I need to emphasize here that the guilt that makes us feel we are prostituting ourselves is complex. Its interpretation requires great care. It’s a guilt that can cut two ways. It can protect our soul if we are, in fact, “selling out.” It can tell us we are trying to do something that is not right for us. We need to listen carefully to this feeling and take it seriously. On the other hand, the guilt we are feeling may be based upon parental needs that have little to do with us, and much to do with them. These assault the core of our being. If the feeling of guilt is serving our parents’ ambitions, and we misinterpret it, we may ruin the world of work for ourselves. We may feel constantly dissatisfied with our jobs.

People who need to achieve great things, even save the world, hate to hear suggestions that there may not be the one unique job they were destined to have. Such a thought makes them feel they may be consigned to the hell of a meaningless job. This whole business is made all the more tricky by the evidence that some do feel called to a task. The call may begin as a faint and distant voice that grows increasingly clear. In my experience, the call usually becomes sufficiently insistent to be heard and acknowledged. Asked for or not, such calls need to be taken very seriously.

To discover the truth about ourselves, we have to pay careful attention to our feelings and do the analytical work necessary to differentiate them. We have to find out what belongs to us and what belongs to our parents and other authority figures. Sometimes a dream will help, like the one cited earlier where the King/Son was repeating words said by the Queen/Mother. Finding what is really right for us can be long and exhausting work.

Jesus, in fact, is a source of guilt for many people. One of the great, subtle causes of guilt is Christ’s admonition to love. The admonition itself can cause guilt, when people have negative or unloving thoughts about friends, family, colleagues, even strangers. To avoid guilt we must pretend to love one another and to appear to be happy with each other, even when we actually are not. Who can possibly live a life without negative or unloving thoughts? A similar admonition is seen in the fairy tale, Cinderella. Cinderella’s dying mother tells Cinderella to be good and pious. Kathrin Asper, a Jungian Analyst in Zurich, has suggested that this admonition is the source of Cinderella’s depression and would be a source of depression for any child.(2) Such an admonition, whether uttered by God or by a parent, loads a child with an unbearable burden. It sets an impossible standard that ensures failure, and failure spawns guilt.

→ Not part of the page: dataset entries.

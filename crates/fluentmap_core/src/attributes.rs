//! Per-node attribute storage with explicit/default tracking.
//!
//! # Responsibility
//! - Hold the typed attribute values of one mapping node.
//! - Record whether each value came from an explicit mapping call or from a
//!   convention default.
//!
//! # Invariants
//! - `set` is the explicit write: it always stores, last explicit write wins.
//! - `set_default` is the convention write: it is a no-op once the slot holds
//!   any value, explicit or default.
//! - Reads are total: an unset slot reads as the kind default (`""`, `false`,
//!   `0`).
//! - A write whose value kind does not match the key kind is dropped.

use log::warn;
use serde::ser::{Serialize, SerializeMap, Serializer};
use std::collections::BTreeMap;
use std::fmt::Debug;

/// Value shape carried by one attribute key.
#[derive(Debug, Clone, Copy, PartialEq, Eq)]
pub enum AttributeKind {
    Text,
    Flag,
    Number,
}

/// Tagged attribute value.
#[derive(Debug, Clone, PartialEq, Eq)]
pub enum AttributeValue {
    Text(String),
    Flag(bool),
    Number(i64),
}

impl AttributeValue {
    /// Returns the kind default used for unset reads.
    pub fn default_for(kind: AttributeKind) -> Self {
        match kind {
            AttributeKind::Text => Self::Text(String::new()),
            AttributeKind::Flag => Self::Flag(false),
            AttributeKind::Number => Self::Number(0),
        }
    }

    pub fn kind(&self) -> AttributeKind {
        match self {
            Self::Text(_) => AttributeKind::Text,
            Self::Flag(_) => AttributeKind::Flag,
            Self::Number(_) => AttributeKind::Number,
        }
    }

    pub fn as_text(&self) -> Option<&str> {
        match self {
            Self::Text(value) => Some(value.as_str()),
            _ => None,
        }
    }

    pub fn as_flag(&self) -> Option<bool> {
        match self {
            Self::Flag(value) => Some(*value),
            _ => None,
        }
    }

    pub fn as_number(&self) -> Option<i64> {
        match self {
            Self::Number(value) => Some(*value),
            _ => None,
        }
    }
}

impl From<String> for AttributeValue {
    fn from(value: String) -> Self {
        Self::Text(value)
    }
}

impl From<&str> for AttributeValue {
    fn from(value: &str) -> Self {
        Self::Text(value.to_string())
    }
}

impl From<bool> for AttributeValue {
    fn from(value: bool) -> Self {
        Self::Flag(value)
    }
}

impl From<i64> for AttributeValue {
    fn from(value: i64) -> Self {
        Self::Number(value)
    }
}

impl Serialize for AttributeValue {
    fn serialize<S: Serializer>(&self, serializer: S) -> Result<S::Ok, S::Error> {
        match self {
            Self::Text(value) => serializer.serialize_str(value),
            Self::Flag(value) => serializer.serialize_bool(*value),
            Self::Number(value) => serializer.serialize_i64(*value),
        }
    }
}

/// Where a stored value came from.
#[derive(Debug, Clone, Copy, PartialEq, Eq)]
pub enum Origin {
    /// Supplied through a fluent mapping call.
    Explicit,
    /// Supplied by a convention while the slot was unset.
    Default,
}

/// Closed attribute key of one node variant.
pub trait AttributeKey: Copy + Ord + Debug + 'static {
    /// Stable attribute name, as an emitter would spell it.
    fn name(self) -> &'static str;
    fn kind(self) -> AttributeKind;
}

#[derive(Debug, Clone, PartialEq, Eq)]
struct Slot {
    value: AttributeValue,
    origin: Origin,
}

/// Attribute record of one mapping node.
#[derive(Debug, Clone, PartialEq, Eq)]
pub struct AttributeStore<K: AttributeKey> {
    slots: BTreeMap<K, Slot>,
}

impl<K: AttributeKey> Default for AttributeStore<K> {
    fn default() -> Self {
        Self {
            slots: BTreeMap::new(),
        }
    }
}

impl<K: AttributeKey> AttributeStore<K> {
    pub fn new() -> Self {
        Self::default()
    }

    /// Returns the stored value, or the kind default when unset.
    pub fn get(&self, key: K) -> AttributeValue {
        self.slots
            .get(&key)
            .map(|slot| slot.value.clone())
            .unwrap_or_else(|| AttributeValue::default_for(key.kind()))
    }

    /// Text read; `""` when unset.
    pub fn text(&self, key: K) -> &str {
        self.slots
            .get(&key)
            .and_then(|slot| slot.value.as_text())
            .unwrap_or("")
    }

    /// Flag read; `false` when unset.
    pub fn flag(&self, key: K) -> bool {
        self.slots
            .get(&key)
            .and_then(|slot| slot.value.as_flag())
            .unwrap_or(false)
    }

    /// Number read; `0` when unset.
    pub fn number(&self, key: K) -> i64 {
        self.slots
            .get(&key)
            .and_then(|slot| slot.value.as_number())
            .unwrap_or(0)
    }

    /// Records an explicit value, replacing whatever the slot held.
    ///
    /// Returns `false` only when the value kind does not match the key.
    pub fn set(&mut self, key: K, value: impl Into<AttributeValue>) -> bool {
        let value = value.into();
        if !kind_matches(key, &value) {
            return false;
        }
        self.slots.insert(
            key,
            Slot {
                value,
                origin: Origin::Explicit,
            },
        );
        true
    }

    /// Records a default value when the slot is still unset.
    ///
    /// Returns whether the value was stored.
    pub fn set_default(&mut self, key: K, value: impl Into<AttributeValue>) -> bool {
        if self.slots.contains_key(&key) {
            return false;
        }
        let value = value.into();
        if !kind_matches(key, &value) {
            return false;
        }
        self.slots.insert(
            key,
            Slot {
                value,
                origin: Origin::Default,
            },
        );
        true
    }

    /// Whether the slot holds any value.
    pub fn is_specified(&self, key: K) -> bool {
        self.slots.contains_key(&key)
    }

    /// Whether the slot holds an explicit value.
    pub fn is_explicit(&self, key: K) -> bool {
        self.origin(key) == Some(Origin::Explicit)
    }

    pub fn origin(&self, key: K) -> Option<Origin> {
        self.slots.get(&key).map(|slot| slot.origin)
    }

    /// Iterates specified slots in key order.
    pub fn iter(&self) -> impl Iterator<Item = (K, &AttributeValue, Origin)> + '_ {
        self.slots
            .iter()
            .map(|(key, slot)| (*key, &slot.value, slot.origin))
    }

    pub fn len(&self) -> usize {
        self.slots.len()
    }

    pub fn is_empty(&self) -> bool {
        self.slots.is_empty()
    }
}

impl<K: AttributeKey> Serialize for AttributeStore<K> {
    fn serialize<S: Serializer>(&self, serializer: S) -> Result<S::Ok, S::Error> {
        let mut map = serializer.serialize_map(Some(self.slots.len()))?;
        for (key, slot) in &self.slots {
            map.serialize_entry(key.name(), &slot.value)?;
        }
        map.end()
    }
}

fn kind_matches<K: AttributeKey>(key: K, value: &AttributeValue) -> bool {
    if key.kind() == value.kind() {
        return true;
    }
    warn!(
        "event=attribute_write module=attributes status=rejected attribute={} expected={:?} got={:?}",
        key.name(),
        key.kind(),
        value.kind()
    );
    false
}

Many of my patients give voice to an insidious, guilt-inducing ideal. Even while voicing it they are unaware of the impact such an ideal has on their happiness. This is the American Dream, the ideal that if I am honest, competent, and work hard I will get what I want and need. Much anger and depression results from the failure of this ideal to materialize. They are so convinced of this moralistic formula that they do not seriously consider the numerous other variables including pure luck. A more devastating side of the belief that I will get what I need if I am honest, competent, and work hard is coming to believe that not getting what I need and want in life is evidence itself that something is wrong with me, that I am damaged goods.

We can feel guilty, when a dream or ideal does not come true and we think we have done all we were told we had to do to make it happen. In the real world, it seems to be more complicated. And, ultimately, as angry as we are for not getting what we want after doing so much, we still feel guilty that there must be something that we did not do or that there is something wrong with us.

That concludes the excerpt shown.